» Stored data
^^^^

//! Client configuration

/// Default API base when `BRANCH_API_URL` is not set
pub const DEFAULT_BASE_URL: &str = "http://localhost:8080/api";

/// Client configuration for connecting to the branch API
///
/// # 环境变量
///
/// | 环境变量 | 默认值 | 说明 |
/// |----------|--------|------|
/// | BRANCH_API_URL | http://localhost:8080/api | API 基础地址 |
/// | BRANCH_API_TOKEN | - | Bearer token |
/// | BRANCH_API_TIMEOUT_SECS | - | 请求超时(秒)，未设置则使用传输层默认值 |
#[derive(Debug, Clone)]
pub struct ClientConfig {
    /// API base URL (e.g., "http://localhost:8080/api")
    pub base_url: String,

    /// Bearer token, fixed for the lifetime of the client
    pub token: Option<String>,

    /// Request timeout in seconds
    pub timeout: Option<u64>,
}

impl ClientConfig {
    /// Create a new client configuration
    pub fn new(base_url: impl Into<String>) -> Self {
        Self {
            base_url: base_url.into(),
            token: None,
            timeout: None,
        }
    }

    /// 从环境变量加载配置
    pub fn from_env() -> Self {
        Self {
            base_url: std::env::var("BRANCH_API_URL")
                .ok()
                .filter(|s| !s.is_empty())
                .unwrap_or_else(|| DEFAULT_BASE_URL.into()),
            token: std::env::var("BRANCH_API_TOKEN")
                .ok()
                .filter(|s| !s.is_empty()),
            timeout: std::env::var("BRANCH_API_TIMEOUT_SECS")
                .ok()
                .and_then(|v| v.parse().ok()),
        }
    }

    /// Set the bearer token
    pub fn with_token(mut self, token: impl Into<String>) -> Self {
        self.token = Some(token.into());
        self
    }

    /// Set the request timeout
    pub fn with_timeout(mut self, seconds: u64) -> Self {
        self.timeout = Some(seconds);
        self
    }
}

impl Default for ClientConfig {
    fn default() -> Self {
        Self::new(DEFAULT_BASE_URL)
    }
}
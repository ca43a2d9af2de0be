//! Branch API endpoints

use crate::{ClientResult, NetworkHttpClient};
use async_trait::async_trait;
use shared::models::{Branch, BranchUpdate};
use shared::response::DataResponse;

/// Embeds each branch's sections and each section's tables
pub const BRANCH_INCLUDES: [(&str, &str); 2] = [
    ("include[0]", "sections"),
    ("include[1]", "sections.tables"),
];

/// Remote operations the branch store depends on
#[async_trait]
pub trait BranchApi: Send + Sync {
    /// `GET branches` with sections and tables embedded
    async fn list_branches(&self) -> ClientResult<Vec<Branch>>;

    /// `PUT branches/{id}` with the set fields of `update`; `id` is sent as one
    /// percent-encoded path segment
    async fn update_branch(&self, id: &str, update: &BranchUpdate) -> ClientResult<()>;
}

#[async_trait]
impl BranchApi for NetworkHttpClient {
    async fn list_branches(&self) -> ClientResult<Vec<Branch>> {
        let resp: DataResponse<Vec<Branch>> =
            self.get_with_query(&["branches"], &BRANCH_INCLUDES).await?;
        Ok(resp.into_data())
    }

    async fn update_branch(&self, id: &str, update: &BranchUpdate) -> ClientResult<()> {
        self.put(&["branches", id], update).await
    }
}
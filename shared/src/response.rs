//! API Response types
//!
//! Response envelopes returned by the branch API

use serde::{Deserialize, Serialize};

/// `{ "data": ... }` envelope used by list endpoints
///
/// ```json
/// {
///     "data": [ { "id": "...", ... } ],
///     "meta": { ... }
/// }
/// ```
///
/// Keys other than `data` (pagination `meta`, `links`, ...) are ignored.
#[derive(Debug, Clone, Serialize, Deserialize)]
pub struct DataResponse<T> {
    pub data: T,
}

impl<T> DataResponse<T> {
    /// Unwrap the envelope
    pub fn into_data(self) -> T {
        self.data
    }
}
//! Data models
//!
//! Shared between the branch API and its clients.
//! All IDs are opaque strings assigned by the server.

pub mod branch;

// Re-exports
pub use branch::*;
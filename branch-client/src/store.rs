//! Branch store - in-memory cache of reservable branches
//!
//! `BranchStore` is an explicit context object: build one at the application
//! root, wrap it in `Arc` and hand it to whoever needs it. Every operation is
//! a single round trip; failures never escape and are reported through
//! [`BranchStore::error`].

use std::sync::atomic::{AtomicU64, Ordering};

use shared::models::{Branch, BranchUpdate};
use tokio::sync::RwLock;

use crate::api::BranchApi;
use crate::error::{ClientResult, StoreError};
use crate::{ClientConfig, NetworkHttpClient};

/// Result of [`BranchStore::update_branch`]
#[derive(Debug, Clone, Copy, PartialEq, Eq)]
pub enum UpdateOutcome {
    /// Remote write succeeded and the cached branch was patched
    Applied,
    /// Remote write succeeded but the branch is not in the cache
    NotCached,
    /// Remote write failed; cache untouched
    Failed,
}

#[derive(Debug, Default)]
struct StoreState {
    branches: Vec<Branch>,
    error: Option<StoreError>,
    /// Sequence of the newest fetch whose response was applied
    applied_fetch: u64,
}

/// In-memory branch cache layered over a [`BranchApi`]
#[derive(Debug)]
pub struct BranchStore<A: BranchApi = NetworkHttpClient> {
    api: A,
    state: RwLock<StoreState>,
    fetch_seq: AtomicU64,
}

impl BranchStore<NetworkHttpClient> {
    /// Build a store talking to the network API described by `config`
    pub fn from_config(config: &ClientConfig) -> ClientResult<Self> {
        Ok(Self::new(NetworkHttpClient::new(config)?))
    }
}

impl<A: BranchApi> BranchStore<A> {
    /// Create an empty store
    pub fn new(api: A) -> Self {
        Self {
            api,
            state: RwLock::new(StoreState::default()),
            fetch_seq: AtomicU64::new(0),
        }
    }

    /// Underlying API client
    pub fn api(&self) -> &A {
        &self.api
    }

    // ========== Actions ==========

    /// Reload all branches, keeping only those that accept reservations.
    ///
    /// On failure the cached list is left as is and the fetch error is set.
    /// A response is dropped if a fetch issued later has already been applied.
    pub async fn fetch_branches(&self) {
        let seq = self.fetch_seq.fetch_add(1, Ordering::SeqCst) + 1;
        let result = self.api.list_branches().await;

        let mut state = self.state.write().await;
        if seq < state.applied_fetch {
            tracing::debug!(seq, applied = state.applied_fetch, "Discarding stale branch fetch");
            return;
        }
        state.applied_fetch = seq;

        match result {
            Ok(all) => {
                let total = all.len();
                state.branches = all
                    .into_iter()
                    .filter(|b| b.accepts_reservations)
                    .collect();
                state.error = None;
                tracing::debug!(total, kept = state.branches.len(), "Branches fetched");
            }
            Err(e) => {
                tracing::error!(error = %e, "Error fetching branches");
                state.error = Some(StoreError::FetchFailed);
            }
        }
    }

    /// Send a partial update, then patch the cached branch on success.
    pub async fn update_branch(&self, branch_id: &str, update: &BranchUpdate) -> UpdateOutcome {
        let result = self.api.update_branch(branch_id, update).await;

        let mut state = self.state.write().await;
        match result {
            Ok(()) => {
                let outcome = match state.branches.iter_mut().find(|b| b.id == branch_id) {
                    Some(branch) => {
                        update.apply_to(branch);
                        UpdateOutcome::Applied
                    }
                    None => {
                        tracing::warn!(
                            branch_id,
                            "Updated branch is not cached, skipping local merge"
                        );
                        UpdateOutcome::NotCached
                    }
                };
                state.error = None;
                outcome
            }
            Err(e) => {
                tracing::error!(branch_id, error = %e, "Error updating branch");
                state.error = Some(StoreError::UpdateFailed);
                UpdateOutcome::Failed
            }
        }
    }

    pub async fn enable_reservation(&self, branch_id: &str) -> UpdateOutcome {
        self.update_branch(branch_id, &BranchUpdate::enable_reservations())
            .await
    }

    pub async fn disable_reservation(&self, branch_id: &str) -> UpdateOutcome {
        self.update_branch(branch_id, &BranchUpdate::disable_reservations())
            .await
    }

    // ========== Getters ==========

    /// Snapshot of the cached branches, in server order
    pub async fn branches(&self) -> Vec<Branch> {
        self.state.read().await.branches.clone()
    }

    /// First cached branch with the given id
    pub async fn branch_by_id(&self, id: &str) -> Option<Branch> {
        self.state
            .read()
            .await
            .branches
            .iter()
            .find(|b| b.id == id)
            .cloned()
    }

    /// Error left by the last operation, if it failed
    pub async fn error(&self) -> Option<StoreError> {
        self.state.read().await.error
    }

    /// Message for [`Self::error`], ready to render
    pub async fn error_message(&self) -> Option<&'static str> {
        self.error().await.map(|e| e.message())
    }
}

/// Reservable tables across all sections of `branch`; 0 for `None`.
pub fn count_reservable_tables(branch: Option<&Branch>) -> usize {
    branch.map_or(0, Branch::reservable_table_count)
}
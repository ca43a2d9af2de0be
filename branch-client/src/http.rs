//! HTTP client for network-based API calls

use crate::{ClientConfig, ClientError, ClientResult};
use reqwest::header::{self, HeaderMap, HeaderValue};
use reqwest::{Client, StatusCode, Url};
use serde::Serialize;
use serde::de::DeserializeOwned;

/// HTTP client for making requests to the branch API
#[derive(Debug, Clone)]
pub struct NetworkHttpClient {
    client: Client,
    base_url: Url,
    token: Option<String>,
}

impl NetworkHttpClient {
    /// Create a new HTTP client from configuration
    pub fn new(config: &ClientConfig) -> ClientResult<Self> {
        let mut headers = HeaderMap::new();
        headers.insert(header::CONTENT_TYPE, HeaderValue::from_static("application/json"));
        headers.insert(header::ACCEPT, HeaderValue::from_static("application/json"));

        let mut builder = Client::builder().default_headers(headers);
        if let Some(secs) = config.timeout {
            builder = builder.timeout(std::time::Duration::from_secs(secs));
        }

        let trimmed = config.base_url.trim_end_matches('/');
        if trimmed.is_empty() {
            return Err(ClientError::InvalidConfig("base URL is empty".into()));
        }
        let base_url = Url::parse(trimmed)
            .map_err(|e| ClientError::InvalidConfig(format!("base URL {trimmed:?}: {e}")))?;
        if base_url.cannot_be_a_base() {
            return Err(ClientError::InvalidConfig(format!(
                "base URL {trimmed:?} cannot carry a path"
            )));
        }

        Ok(Self {
            client: builder.build()?,
            base_url,
            token: config.token.clone(),
        })
    }

    /// 获取基础 URL
    pub fn base_url(&self) -> &str {
        self.base_url.as_str()
    }

    /// Get the configured token
    pub fn token(&self) -> Option<&str> {
        self.token.as_deref()
    }

    fn auth_header(&self) -> Option<String> {
        self.token.as_ref().map(|t| format!("Bearer {}", t))
    }

    /// Append path segments to the base URL, percent-encoding each one
    fn url(&self, segments: &[&str]) -> Url {
        let mut url = self.base_url.clone();
        // cannot_be_a_base was rejected in `new`
        if let Ok(mut path) = url.path_segments_mut() {
            path.pop_if_empty().extend(segments);
        }
        url
    }

    /// Make a GET request with query parameters
    pub async fn get_with_query<T, Q>(&self, segments: &[&str], query: &Q) -> ClientResult<T>
    where
        T: DeserializeOwned,
        Q: Serialize + ?Sized,
    {
        let url = self.url(segments);
        tracing::debug!(%url, "GET");

        let mut req = self.client.get(url).query(query);
        if let Some(auth) = self.auth_header() {
            req = req.header(header::AUTHORIZATION, auth);
        }

        let response = Self::check_status(req.send().await?).await?;
        let text = response.text().await?;
        serde_json::from_str(&text).map_err(Into::into)
    }

    /// Make a PUT request with JSON body; the response body is discarded
    pub async fn put<B>(&self, segments: &[&str], body: &B) -> ClientResult<()>
    where
        B: Serialize + ?Sized,
    {
        let url = self.url(segments);
        tracing::debug!(%url, "PUT");

        let mut req = self.client.put(url).json(body);
        if let Some(auth) = self.auth_header() {
            req = req.header(header::AUTHORIZATION, auth);
        }

        Self::check_status(req.send().await?).await?;
        Ok(())
    }

    /// Map non-success statuses to [`ClientError`]
    async fn check_status(response: reqwest::Response) -> ClientResult<reqwest::Response> {
        let status = response.status();
        if status.is_success() {
            return Ok(response);
        }

        let text = response.text().await.unwrap_or_default();
        match status {
            StatusCode::UNAUTHORIZED => Err(ClientError::Unauthorized),
            StatusCode::FORBIDDEN => Err(ClientError::Forbidden(text)),
            StatusCode::NOT_FOUND => Err(ClientError::NotFound(text)),
            StatusCode::BAD_REQUEST | StatusCode::UNPROCESSABLE_ENTITY => {
                Err(ClientError::Validation(text))
            }
            _ => Err(ClientError::Internal { status, body: text }),
        }
    }
}
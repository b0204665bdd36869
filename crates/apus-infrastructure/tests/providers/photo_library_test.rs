//! Directory Photo Library Tests

use std::sync::Arc;

use apus_domain::ports::{PermissionService, PhotoLibraryService};
use apus_domain::value_objects::{Image, PermissionKind, PermissionStatus, PhotoLibraryError};
use apus_infrastructure::fakes::FakePermissionService;
use apus_infrastructure::providers::DirectoryPhotoLibrary;
use tempfile::TempDir;

fn library(status: PermissionStatus) -> (DirectoryPhotoLibrary, TempDir) {
    let temp_dir = TempDir::new().unwrap();
    let permissions = Arc::new(FakePermissionService::default());
    permissions.set_status(PermissionKind::PhotoLibrary, status);
    let library = DirectoryPhotoLibrary::new(temp_dir.path().join("Apus"), permissions);
    (library, temp_dir)
}

#[test]
fn test_saves_distinct_files() {
    let (library, _dir) = library(PermissionStatus::Authorized);
    let image = Image::new(1, 1, vec![9_u8]);

    let first = library.save_image(&image).unwrap();
    let second = library.save_image(&image).unwrap();

    assert_ne!(first, second);
    assert_eq!(first.extension().and_then(|e| e.to_str()), Some("raw"));
    assert!(
        first
            .file_name()
            .and_then(|n| n.to_str())
            .is_some_and(|n| n.starts_with("IMG_"))
    );
}

#[test]
fn test_denied_permission_refuses_save() {
    let (library, _dir) = library(PermissionStatus::Denied);

    assert_eq!(
        library.save_image(&Image::blank(1, 1)),
        Err(PhotoLibraryError::PermissionDenied)
    );
    assert_eq!(library.permission_status(), PermissionStatus::Denied);
}

#[test]
fn test_unwritable_directory_reports_save_failure() {
    let temp_dir = TempDir::new().unwrap();
    let blocker = temp_dir.path().join("file");
    std::fs::write(&blocker, b"x").unwrap();

    let permissions = Arc::new(FakePermissionService::default());
    permissions.request_permission(PermissionKind::PhotoLibrary);
    let library = DirectoryPhotoLibrary::new(blocker.join("nested"), permissions);

    assert!(matches!(
        library.save_image(&Image::blank(1, 1)),
        Err(PhotoLibraryError::SaveFailed(_))
    ));
}
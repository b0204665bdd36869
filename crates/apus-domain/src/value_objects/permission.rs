//! Permission kinds and statuses

use serde::{Deserialize, Serialize};

/// A platform permission the app may ask for
#[derive(Debug, Clone, Copy, PartialEq, Eq, Hash, Serialize, Deserialize)]
#[serde(rename_all = "snake_case")]
pub enum PermissionKind {
    Camera,
    PhotoLibrary,
    Microphone,
}

impl PermissionKind {
    pub const ALL: [PermissionKind; 3] = [Self::Camera, Self::PhotoLibrary, Self::Microphone];
}

/// Authorization state of a permission
#[derive(Debug, Clone, Copy, PartialEq, Eq, Default, Serialize, Deserialize)]
#[serde(rename_all = "snake_case")]
pub enum PermissionStatus {
    Authorized,
    Denied,
    #[default]
    NotDetermined,
    Restricted,
}

impl PermissionStatus {
    pub fn is_authorized(self) -> bool {
        self == Self::Authorized
    }
}
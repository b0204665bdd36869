//! Error handling types

use thiserror::Error;

/// Result type alias for operations that can fail
pub type Result<T> = std::result::Result<T, Error>;

/// Main error type for Apus
#[derive(Error, Debug)]
pub enum Error {
    /// I/O operation error (simple form)
    #[error("I/O error: {source}")]
    IoSimple {
        /// The underlying I/O error
        #[from]
        source: std::io::Error,
    },

    /// I/O operation error (with context)
    #[error("I/O error: {message}")]
    Io {
        /// Description of the I/O error
        message: String,
        /// Optional source error
        #[source]
        source: Option<Box<dyn std::error::Error + Send + Sync>>,
    },

    /// Resource not found error
    #[error("Not found: {resource}")]
    NotFound {
        /// The resource that was not found
        resource: String,
    },

    /// Configuration-related error
    #[error("Configuration error: {message}")]
    Configuration {
        /// Description of the configuration error
        message: String,
        /// Optional source error
        #[source]
        source: Option<Box<dyn std::error::Error + Send + Sync>>,
    },

    /// A capability provider failed to do its job
    #[error("{capability} failed: {message}")]
    Capability {
        /// Name of the capability that failed
        capability: String,
        /// Description of the failure
        message: String,
    },

    /// User-facing application error
    #[error(transparent)]
    App(#[from] crate::value_objects::AppError),

    /// Photo library error
    #[error(transparent)]
    PhotoLibrary(#[from] crate::value_objects::PhotoLibraryError),

    /// Internal system error
    #[error("Internal error: {message}")]
    Internal {
        /// Description of the internal error
        message: String,
    },
}

impl Error {
    /// Create a not found error
    pub fn not_found<S: Into<String>>(resource: S) -> Self {
        Self::NotFound {
            resource: resource.into(),
        }
    }

    /// Create a configuration error
    pub fn configuration<S: Into<String>>(message: S) -> Self {
        Self::Configuration {
            message: message.into(),
            source: None,
        }
    }

    /// Create a configuration error with source
    pub fn configuration_with_source<
        S: Into<String>,
        E: std::error::Error + Send + Sync + 'static,
    >(
        message: S,
        source: E,
    ) -> Self {
        Self::Configuration {
            message: message.into(),
            source: Some(Box::new(source)),
        }
    }

    /// Create an I/O error
    pub fn io<S: Into<String>>(message: S) -> Self {
        Self::Io {
            message: message.into(),
            source: None,
        }
    }

    /// Create an I/O error with source
    pub fn io_with_source<S: Into<String>, E: std::error::Error + Send + Sync + 'static>(
        message: S,
        source: E,
    ) -> Self {
        Self::Io {
            message: message.into(),
            source: Some(Box::new(source)),
        }
    }

    /// Create a capability failure
    pub fn capability<C: Into<String>, S: Into<String>>(capability: C, message: S) -> Self {
        Self::Capability {
            capability: capability.into(),
            message: message.into(),
        }
    }

    /// Create an internal error
    pub fn internal<S: Into<String>>(message: S) -> Self {
        Self::Internal {
            message: message.into(),
        }
    }
}

impl From<&Error> for crate::value_objects::AppError {
    /// The user-facing form of any error
    fn from(error: &Error) -> Self {
        use crate::value_objects::AppError;

        match error {
            Error::App(app) => app.clone(),
            Error::PhotoLibrary(photo) => AppError::from(photo),
            Error::IoSimple { .. } | Error::Io { .. } => AppError::FileSystem(error.to_string()),
            other => AppError::Unknown(other.to_string()),
        }
    }
}
//! Fake vision capabilities

use std::sync::Mutex;
use std::sync::atomic::{AtomicUsize, Ordering};

use apus_domain::error::Result;
use apus_domain::ports::{
    BarcodeDetector, ContourDetector, ImageClassifier, ObjectDetector, TextRecognizer,
    UnifiedObjectDetector,
};
use apus_domain::value_objects::{
    AppError, Barcode, ClassificationResult, DetectedContour, DetectedObject, DetectedText,
    Detection, DetectionFramework, Image,
};

use super::lock;

/// Object detector returning primed detections and counting frames
#[derive(Debug, Default)]
pub struct FakeObjectDetector {
    detections: Mutex<Vec<Detection>>,
    frames: Mutex<Vec<Image>>,
}

impl FakeObjectDetector {
    pub fn set_detections(&self, detections: Vec<Detection>) {
        *lock(&self.detections) = detections;
    }

    /// Frames passed to `process_frame`, in order
    pub fn processed_frames(&self) -> Vec<Image> {
        lock(&self.frames).clone()
    }
}

impl ObjectDetector for FakeObjectDetector {
    fn detections(&self) -> Vec<Detection> {
        lock(&self.detections).clone()
    }

    fn process_frame(&self, frame: &Image) {
        lock(&self.frames).push(frame.clone());
    }
}

#[derive(Debug)]
struct Primed<T> {
    results: Vec<T>,
    failure: Option<AppError>,
    calls: usize,
}

impl<T> Default for Primed<T> {
    fn default() -> Self {
        Self {
            results: Vec::new(),
            failure: None,
            calls: 0,
        }
    }
}

impl<T: Clone> Primed<T> {
    fn answer(&mut self) -> Result<Vec<T>> {
        self.calls += 1;
        match &self.failure {
            Some(error) => Err(error.clone().into()),
            None => Ok(self.results.clone()),
        }
    }
}

/// Image classifier answering with primed labels
#[derive(Debug, Default)]
pub struct FakeImageClassifier {
    primed: Mutex<Primed<ClassificationResult>>,
    last: Mutex<Vec<ClassificationResult>>,
}

impl FakeImageClassifier {
    pub fn set_results(&self, results: Vec<ClassificationResult>) {
        lock(&self.primed).results = results;
    }

    /// Make every following `classify` fail with `error`
    pub fn fail_with(&self, error: Option<AppError>) {
        lock(&self.primed).failure = error;
    }

    pub fn classify_count(&self) -> usize {
        lock(&self.primed).calls
    }
}

impl ImageClassifier for FakeImageClassifier {
    fn is_classifying(&self) -> bool {
        false
    }

    fn last_results(&self) -> Vec<ClassificationResult> {
        lock(&self.last).clone()
    }

    fn classify(&self, _image: &Image) -> Result<Vec<ClassificationResult>> {
        let results = lock(&self.primed).answer()?;
        lock(&self.last).clone_from(&results);
        Ok(results)
    }
}

/// Contour detector answering with primed contours
#[derive(Debug, Default)]
pub struct FakeContourDetector {
    primed: Mutex<Primed<DetectedContour>>,
    last: Mutex<Vec<DetectedContour>>,
}

impl FakeContourDetector {
    pub fn set_contours(&self, contours: Vec<DetectedContour>) {
        lock(&self.primed).results = contours;
    }

    pub fn fail_with(&self, error: Option<AppError>) {
        lock(&self.primed).failure = error;
    }

    pub fn detect_count(&self) -> usize {
        lock(&self.primed).calls
    }
}

impl ContourDetector for FakeContourDetector {
    fn is_detecting(&self) -> bool {
        false
    }

    fn last_contours(&self) -> Vec<DetectedContour> {
        lock(&self.last).clone()
    }

    fn detect_contours(&self, _image: &Image) -> Result<Vec<DetectedContour>> {
        let contours = lock(&self.primed).answer()?;
        lock(&self.last).clone_from(&contours);
        Ok(contours)
    }
}

/// Text recognizer answering with primed text
#[derive(Debug, Default)]
pub struct FakeTextRecognizer {
    primed: Mutex<Primed<DetectedText>>,
}

impl FakeTextRecognizer {
    pub fn set_texts(&self, texts: Vec<DetectedText>) {
        lock(&self.primed).results = texts;
    }

    pub fn fail_with(&self, error: Option<AppError>) {
        lock(&self.primed).failure = error;
    }

    pub fn recognize_count(&self) -> usize {
        lock(&self.primed).calls
    }
}

impl TextRecognizer for FakeTextRecognizer {
    fn detect_text(&self, _image: &Image) -> Result<Vec<DetectedText>> {
        lock(&self.primed).answer()
    }
}

/// Unified detector answering with primed objects
#[derive(Debug, Default)]
pub struct FakeUnifiedObjectDetector {
    framework: Mutex<DetectionFramework>,
    primed: Mutex<Primed<DetectedObject>>,
    last: Mutex<Vec<DetectedObject>>,
    preloads: AtomicUsize,
}

impl FakeUnifiedObjectDetector {
    pub fn set_framework(&self, framework: DetectionFramework) {
        *lock(&self.framework) = framework;
    }

    pub fn set_objects(&self, objects: Vec<DetectedObject>) {
        lock(&self.primed).results = objects;
    }

    pub fn fail_with(&self, error: Option<AppError>) {
        lock(&self.primed).failure = error;
    }

    pub fn detect_count(&self) -> usize {
        lock(&self.primed).calls
    }

    pub fn preload_count(&self) -> usize {
        self.preloads.load(Ordering::Relaxed)
    }
}

impl UnifiedObjectDetector for FakeUnifiedObjectDetector {
    fn framework(&self) -> DetectionFramework {
        *lock(&self.framework)
    }

    fn is_detecting(&self) -> bool {
        false
    }

    fn last_detected_objects(&self) -> Vec<DetectedObject> {
        lock(&self.last).clone()
    }

    fn detect_objects(&self, _image: &Image) -> Result<Vec<DetectedObject>> {
        let objects = lock(&self.primed).answer()?;
        lock(&self.last).clone_from(&objects);
        Ok(objects)
    }

    fn preload(&self) {
        self.preloads.fetch_add(1, Ordering::Relaxed);
    }
}

/// Barcode detector answering with primed barcodes
#[derive(Debug, Default)]
pub struct FakeBarcodeDetector {
    barcodes: Mutex<Vec<Barcode>>,
    images: Mutex<Vec<Image>>,
}

impl FakeBarcodeDetector {
    pub fn set_barcodes(&self, barcodes: Vec<Barcode>) {
        *lock(&self.barcodes) = barcodes;
    }

    /// Images passed to `detect_barcodes`, in order
    pub fn scanned_images(&self) -> Vec<Image> {
        lock(&self.images).clone()
    }
}

impl BarcodeDetector for FakeBarcodeDetector {
    fn detect_barcodes(&self, image: &Image) -> Vec<Barcode> {
        lock(&self.images).push(image.clone());
        lock(&self.barcodes).clone()
    }
}
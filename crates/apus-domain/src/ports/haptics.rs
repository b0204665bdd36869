//! Haptic Feedback Port

use crate::value_objects::{ImpactStyle, NotificationKind};

/// Haptic feedback generator
///
/// Only the three primitives are required; the named feedbacks map onto
/// them and can be overridden.
pub trait HapticFeedback: Send + Sync {
    fn impact(&self, style: ImpactStyle);

    fn notification(&self, kind: NotificationKind);

    fn selection(&self);

    fn button_tap(&self) {
        self.impact(ImpactStyle::Light);
    }

    fn action_feedback(&self) {
        self.impact(ImpactStyle::Medium);
    }

    fn strong_feedback(&self) {
        self.impact(ImpactStyle::Heavy);
    }

    fn success(&self) {
        self.notification(NotificationKind::Success);
    }

    fn warning(&self) {
        self.notification(NotificationKind::Warning);
    }

    fn error(&self) {
        self.notification(NotificationKind::Error);
    }

    fn selection_changed(&self) {
        self.selection();
    }
}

^^^^

» PROBLEM TO SOLVE
In the answer, give the lines from the first line of the data through the line with "Bearer token |", exactly as they appear and with no additions.

» ANSWER BOX
//! Client configuration

/// Default API base when `BRANCH_API_URL` is not set
pub const DEFAULT_BASE_URL: &str = "http://localhost:8080/api";

/// Client configuration for connecting to the branch API
///
/// # 环境变量
///
/// | 环境变量 | 默认值 | 说明 |
/// |----------|--------|------|
/// | BRANCH_API_URL | http://localhost:8080/api | API 基础地址 |
/// | BRANCH_API_TOKEN | - | Bearer token |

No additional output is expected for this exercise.